Trying to do basic math functions. Why doesn't this work?

• 10-25-2008
crazychile
Trying to do basic math functions. Why doesn't this work?
Hello,
I'm trying to write a simple program that calculates projectile distance and time. I was given the basic equations but I'm writing something incorrectly because my output is currently zero. I have a feeling this may be an explicit type casting issue but I'm not sure what to do:
Code:

```#include <stdio.h> #include <math.h> int main(void) {   const double PI = 3.14, GRAVITY = 9.8;   double degrees = 0, velocity = 0, angle = 0, range = 0, time = 0 ;                   printf("Enter the measure of the angle in degrees. \n");    scanf("%d", &angle);           printf("Enter the initial velocity. \n");    scanf("%d", &velocity);           angle = angle * (PI/180.0);   range = (sin(2 * angle)) * pow(velocity, 2)/ GRAVITY;   time  = range/(velocity * (cos(angle)));             printf("The projectile will travel %d meters.\n", range);   printf("It will take %d seconds.\n", time);     return 0; }```
Can anyone offer hints as to how I should fix this?

crazychile
• 10-25-2008
Elysia
Do not use &#37;d to read a double.
I believe the correct is %lf (but check the docs to be sure).
And don't print doubles using %d; use %f.

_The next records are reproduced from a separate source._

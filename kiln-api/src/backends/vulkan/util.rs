use crate::{
    KilnAddressMode, KilnBlendFactor, KilnBlendOp, KilnCompareOp, KilnCullMode,
    KilnDescriptorRangeType, KilnFillMode, KilnFilterType, KilnFormat, KilnFrontFace,
    KilnIndexType, KilnMipMapMode, KilnPrimitiveTopology, KilnResourceState, KilnSampleCount,
    KilnShaderStageFlags, KilnShaderVisibility, KilnStencilOp, KilnVertexAttributeRate,
};
use ash::vk;

impl KilnFormat {
    pub fn into_vk(self) -> vk::Format {
        vk::Format::from_raw(self.to_vk_raw())
    }

    pub fn from_vk(format: vk::Format) -> KilnFormat {
        KilnFormat::from_vk_raw(format.as_raw())
    }
}

pub(crate) fn shader_visibility_to_vk(visibility: KilnShaderVisibility) -> vk::ShaderStageFlags {
    match visibility {
        KilnShaderVisibility::All => vk::ShaderStageFlags::ALL_GRAPHICS | vk::ShaderStageFlags::COMPUTE,
        KilnShaderVisibility::Vertex => vk::ShaderStageFlags::VERTEX,
        KilnShaderVisibility::Hull => vk::ShaderStageFlags::TESSELLATION_CONTROL,
        KilnShaderVisibility::Domain => vk::ShaderStageFlags::TESSELLATION_EVALUATION,
        KilnShaderVisibility::Geometry => vk::ShaderStageFlags::GEOMETRY,
        KilnShaderVisibility::Pixel => vk::ShaderStageFlags::FRAGMENT,
    }
}

pub(crate) fn shader_stage_to_vk(stage: KilnShaderStageFlags) -> vk::ShaderStageFlags {
    let mut flags = vk::ShaderStageFlags::empty();
    if stage.intersects(KilnShaderStageFlags::VERTEX) {
        flags |= vk::ShaderStageFlags::VERTEX;
    }
    if stage.intersects(KilnShaderStageFlags::HULL) {
        flags |= vk::ShaderStageFlags::TESSELLATION_CONTROL;
    }
    if stage.intersects(KilnShaderStageFlags::DOMAIN) {
        flags |= vk::ShaderStageFlags::TESSELLATION_EVALUATION;
    }
    if stage.intersects(KilnShaderStageFlags::GEOMETRY) {
        flags |= vk::ShaderStageFlags::GEOMETRY;
    }
    if stage.intersects(KilnShaderStageFlags::PIXEL) {
        flags |= vk::ShaderStageFlags::FRAGMENT;
    }
    if stage.intersects(KilnShaderStageFlags::COMPUTE) {
        flags |= vk::ShaderStageFlags::COMPUTE;
    }
    flags
}

pub(crate) fn range_type_to_vk(
    range_type: KilnDescriptorRangeType,
    dynamic: bool,
) -> vk::DescriptorType {
    match range_type {
        KilnDescriptorRangeType::ConstantBuffer => {
            if dynamic {
                vk::DescriptorType::UNIFORM_BUFFER_DYNAMIC
            } else {
                vk::DescriptorType::UNIFORM_BUFFER
            }
        }
        KilnDescriptorRangeType::TextureSrv => vk::DescriptorType::SAMPLED_IMAGE,
        KilnDescriptorRangeType::BufferSrv => vk::DescriptorType::STORAGE_BUFFER,
        KilnDescriptorRangeType::TextureUav => vk::DescriptorType::STORAGE_IMAGE,
        KilnDescriptorRangeType::BufferUav => vk::DescriptorType::STORAGE_BUFFER,
        KilnDescriptorRangeType::Sampler => vk::DescriptorType::SAMPLER,
    }
}

/// The image layout a tracked state corresponds to
pub(crate) fn resource_state_to_image_layout(state: KilnResourceState) -> vk::ImageLayout {
    if state == KilnResourceState::UNDEFINED {
        vk::ImageLayout::UNDEFINED
    } else if state.intersects(KilnResourceState::RENDER_TARGET) {
        vk::ImageLayout::COLOR_ATTACHMENT_OPTIMAL
    } else if state.intersects(KilnResourceState::DEPTH_WRITE) {
        vk::ImageLayout::DEPTH_STENCIL_ATTACHMENT_OPTIMAL
    } else if state.intersects(KilnResourceState::DEPTH_READ) {
        vk::ImageLayout::DEPTH_STENCIL_READ_ONLY_OPTIMAL
    } else if state.intersects(KilnResourceState::UNORDERED_ACCESS) {
        vk::ImageLayout::GENERAL
    } else if state.intersects(KilnResourceState::SHADER_RESOURCE) {
        vk::ImageLayout::SHADER_READ_ONLY_OPTIMAL
    } else if state.intersects(KilnResourceState::COPY_SRC) {
        vk::ImageLayout::TRANSFER_SRC_OPTIMAL
    } else if state.intersects(KilnResourceState::COPY_DST) {
        vk::ImageLayout::TRANSFER_DST_OPTIMAL
    } else if state.intersects(KilnResourceState::PRESENT) {
        vk::ImageLayout::PRESENT_SRC_KHR
    } else {
        vk::ImageLayout::GENERAL
    }
}

pub(crate) fn resource_state_to_access_flags(state: KilnResourceState) -> vk::AccessFlags {
    let mut flags = vk::AccessFlags::empty();
    if state.intersects(KilnResourceState::VERTEX_AND_CONSTANT_BUFFER) {
        flags |= vk::AccessFlags::VERTEX_ATTRIBUTE_READ | vk::AccessFlags::UNIFORM_READ;
    }
    if state.intersects(KilnResourceState::INDEX_BUFFER) {
        flags |= vk::AccessFlags::INDEX_READ;
    }
    if state.intersects(KilnResourceState::RENDER_TARGET) {
        flags |= vk::AccessFlags::COLOR_ATTACHMENT_READ | vk::AccessFlags::COLOR_ATTACHMENT_WRITE;
    }
    if state.intersects(KilnResourceState::UNORDERED_ACCESS) {
        flags |= vk::AccessFlags::SHADER_READ | vk::AccessFlags::SHADER_WRITE;
    }
    if state.intersects(KilnResourceState::DEPTH_WRITE) {
        flags |= vk::AccessFlags::DEPTH_STENCIL_ATTACHMENT_READ
            | vk::AccessFlags::DEPTH_STENCIL_ATTACHMENT_WRITE;
    }
    if state.intersects(KilnResourceState::DEPTH_READ) {
        flags |= vk::AccessFlags::DEPTH_STENCIL_ATTACHMENT_READ;
    }
    if state.intersects(KilnResourceState::SHADER_RESOURCE) {
        flags |= vk::AccessFlags::SHADER_READ;
    }
    if state.intersects(KilnResourceState::INDIRECT_ARGUMENT) {
        flags |= vk::AccessFlags::INDIRECT_COMMAND_READ;
    }
    if state.intersects(KilnResourceState::COPY_SRC) {
        flags |= vk::AccessFlags::TRANSFER_READ;
    }
    if state.intersects(KilnResourceState::COPY_DST) {
        flags |= vk::AccessFlags::TRANSFER_WRITE;
    }
    flags
}

pub(crate) fn index_type_to_vk(index_type: KilnIndexType) -> vk::IndexType {
    match index_type {
        KilnIndexType::Uint32 => vk::IndexType::UINT32,
        KilnIndexType::Uint16 => vk::IndexType::UINT16,
    }
}

pub(crate) fn sample_count_to_vk(sample_count: KilnSampleCount) -> vk::SampleCountFlags {
    match sample_count {
        KilnSampleCount::SampleCount1 => vk::SampleCountFlags::TYPE_1,
        KilnSampleCount::SampleCount2 => vk::SampleCountFlags::TYPE_2,
        KilnSampleCount::SampleCount4 => vk::SampleCountFlags::TYPE_4,
        KilnSampleCount::SampleCount8 => vk::SampleCountFlags::TYPE_8,
        KilnSampleCount::SampleCount16 => vk::SampleCountFlags::TYPE_16,
    }
}

pub(crate) fn topology_to_vk(topology: KilnPrimitiveTopology) -> vk::PrimitiveTopology {
    match topology {
        KilnPrimitiveTopology::PointList => vk::PrimitiveTopology::POINT_LIST,
        KilnPrimitiveTopology::LineList => vk::PrimitiveTopology::LINE_LIST,
        KilnPrimitiveTopology::LineStrip => vk::PrimitiveTopology::LINE_STRIP,
        KilnPrimitiveTopology::TriangleList => vk::PrimitiveTopology::TRIANGLE_LIST,
        KilnPrimitiveTopology::TriangleStrip => vk::PrimitiveTopology::TRIANGLE_STRIP,
    }
}

pub(crate) fn attribute_rate_to_vk(rate: KilnVertexAttributeRate) -> vk::VertexInputRate {
    match rate {
        KilnVertexAttributeRate::Vertex => vk::VertexInputRate::VERTEX,
        KilnVertexAttributeRate::Instance => vk::VertexInputRate::INSTANCE,
    }
}

pub(crate) fn compare_op_to_vk(op: KilnCompareOp) -> vk::CompareOp {
    match op {
        KilnCompareOp::Never => vk::CompareOp::NEVER,
        KilnCompareOp::Less => vk::CompareOp::LESS,
        KilnCompareOp::Equal => vk::CompareOp::EQUAL,
        KilnCompareOp::LessOrEqual => vk::CompareOp::LESS_OR_EQUAL,
        KilnCompareOp::Greater => vk::CompareOp::GREATER,
        KilnCompareOp::NotEqual => vk::CompareOp::NOT_EQUAL,
        KilnCompareOp::GreaterOrEqual => vk::CompareOp::GREATER_OR_EQUAL,
        KilnCompareOp::Always => vk::CompareOp::ALWAYS,
    }
}

pub(crate) fn stencil_op_to_vk(op: KilnStencilOp) -> vk::StencilOp {
    match op {
        KilnStencilOp::Keep => vk::StencilOp::KEEP,
        KilnStencilOp::Zero => vk::StencilOp::ZERO,
        KilnStencilOp::Replace => vk::StencilOp::REPLACE,
        KilnStencilOp::IncrementAndClamp => vk::StencilOp::INCREMENT_AND_CLAMP,
        KilnStencilOp::DecrementAndClamp => vk::StencilOp::DECREMENT_AND_CLAMP,
        KilnStencilOp::Invert => vk::StencilOp::INVERT,
        KilnStencilOp::IncrementAndWrap => vk::StencilOp::INCREMENT_AND_WRAP,
        KilnStencilOp::DecrementAndWrap => vk::StencilOp::DECREMENT_AND_WRAP,
    }
}

pub(crate) fn blend_factor_to_vk(factor: KilnBlendFactor) -> vk::BlendFactor {
    match factor {
        KilnBlendFactor::Zero => vk::BlendFactor::ZERO,
        KilnBlendFactor::One => vk::BlendFactor::ONE,
        KilnBlendFactor::SrcColor => vk::BlendFactor::SRC_COLOR,
        KilnBlendFactor::OneMinusSrcColor => vk::BlendFactor::ONE_MINUS_SRC_COLOR,
        KilnBlendFactor::DstColor => vk::BlendFactor::DST_COLOR,
        KilnBlendFactor::OneMinusDstColor => vk::BlendFactor::ONE_MINUS_DST_COLOR,
        KilnBlendFactor::SrcAlpha => vk::BlendFactor::SRC_ALPHA,
        KilnBlendFactor::OneMinusSrcAlpha => vk::BlendFactor::ONE_MINUS_SRC_ALPHA,
        KilnBlendFactor::DstAlpha => vk::BlendFactor::DST_ALPHA,
        KilnBlendFactor::OneMinusDstAlpha => vk::BlendFactor::ONE_MINUS_DST_ALPHA,
        KilnBlendFactor::SrcAlphaSaturate => vk::BlendFactor::SRC_ALPHA_SATURATE,
        KilnBlendFactor::ConstantColor => vk::BlendFactor::CONSTANT_COLOR,
        KilnBlendFactor::OneMinusConstantColor => vk::BlendFactor::ONE_MINUS_CONSTANT_COLOR,
    }
}

pub(crate) fn blend_op_to_vk(op: KilnBlendOp) -> vk::BlendOp {
    match op {
        KilnBlendOp::Add => vk::BlendOp::ADD,
        KilnBlendOp::Subtract => vk::BlendOp::SUBTRACT,
        KilnBlendOp::ReverseSubtract => vk::BlendOp::REVERSE_SUBTRACT,
        KilnBlendOp::Min => vk::BlendOp::MIN,
        KilnBlendOp::Max => vk::BlendOp::MAX,
    }
}

pub(crate) fn cull_mode_to_vk(mode: KilnCullMode) -> vk::CullModeFlags {
    match mode {
        KilnCullMode::None => vk::CullModeFlags::NONE,
        KilnCullMode::Back => vk::CullModeFlags::BACK,
        KilnCullMode::Front => vk::CullModeFlags::FRONT,
    }
}

pub(crate) fn front_face_to_vk(front_face: KilnFrontFace) -> vk::FrontFace {
    match front_face {
        KilnFrontFace::CounterClockwise => vk::FrontFace::COUNTER_CLOCKWISE,
        KilnFrontFace::Clockwise => vk::FrontFace::CLOCKWISE,
    }
}

pub(crate) fn fill_mode_to_vk(mode: KilnFillMode) -> vk::PolygonMode {
    match mode {
        KilnFillMode::Solid => vk::PolygonMode::FILL,
        KilnFillMode::Wireframe => vk::PolygonMode::LINE,
    }
}

pub(crate) fn filter_to_vk(filter: KilnFilterType) -> vk::Filter {
    match filter {
        KilnFilterType::Nearest => vk::Filter::NEAREST,
        KilnFilterType::Linear => vk::Filter::LINEAR,
    }
}

pub(crate) fn mip_map_mode_to_vk(mode: KilnMipMapMode) -> vk::SamplerMipmapMode {
    match mode {
        KilnMipMapMode::Nearest => vk::SamplerMipmapMode::NEAREST,
        KilnMipMapMode::Linear => vk::SamplerMipmapMode::LINEAR,
    }
}

pub(crate) fn address_mode_to_vk(mode: KilnAddressMode) -> vk::SamplerAddressMode {
    match mode {
        KilnAddressMode::Mirror => vk::SamplerAddressMode::MIRRORED_REPEAT,
        KilnAddressMode::Repeat => vk::SamplerAddressMode::REPEAT,
        KilnAddressMode::ClampToEdge => vk::SamplerAddressMode::CLAMP_TO_EDGE,
        KilnAddressMode::ClampToBorder => vk::SamplerAddressMode::CLAMP_TO_BORDER,
    }
}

It's YOUR responsibility to tell scanf/printf/etc the correct type you are passing to it (this can be avoided in C++, but not C). If you do not, you will get unexpected results or crashes. Or simply put, undefined behavior.
• 10-25-2008
crazychile
To clarify, the program compiles but the output values for the print statements are each zero.
Thank you,
crazychile
• 10-25-2008
Elysia
Yes, I'm sure it does, but this is a runtime error, not a compile error.
• 10-25-2008
crazychile
ALL HAIL ELYSIA!!!!

That worked!
Thanks,
crazychile
• 10-25-2008
matsp
Depending on which compiler you are using, enabling warnings may actually tell you that the format for the printf and scanf are wrong. It would be a warning, but it's still a lot more help than trying to figure out yourself what you got wrong.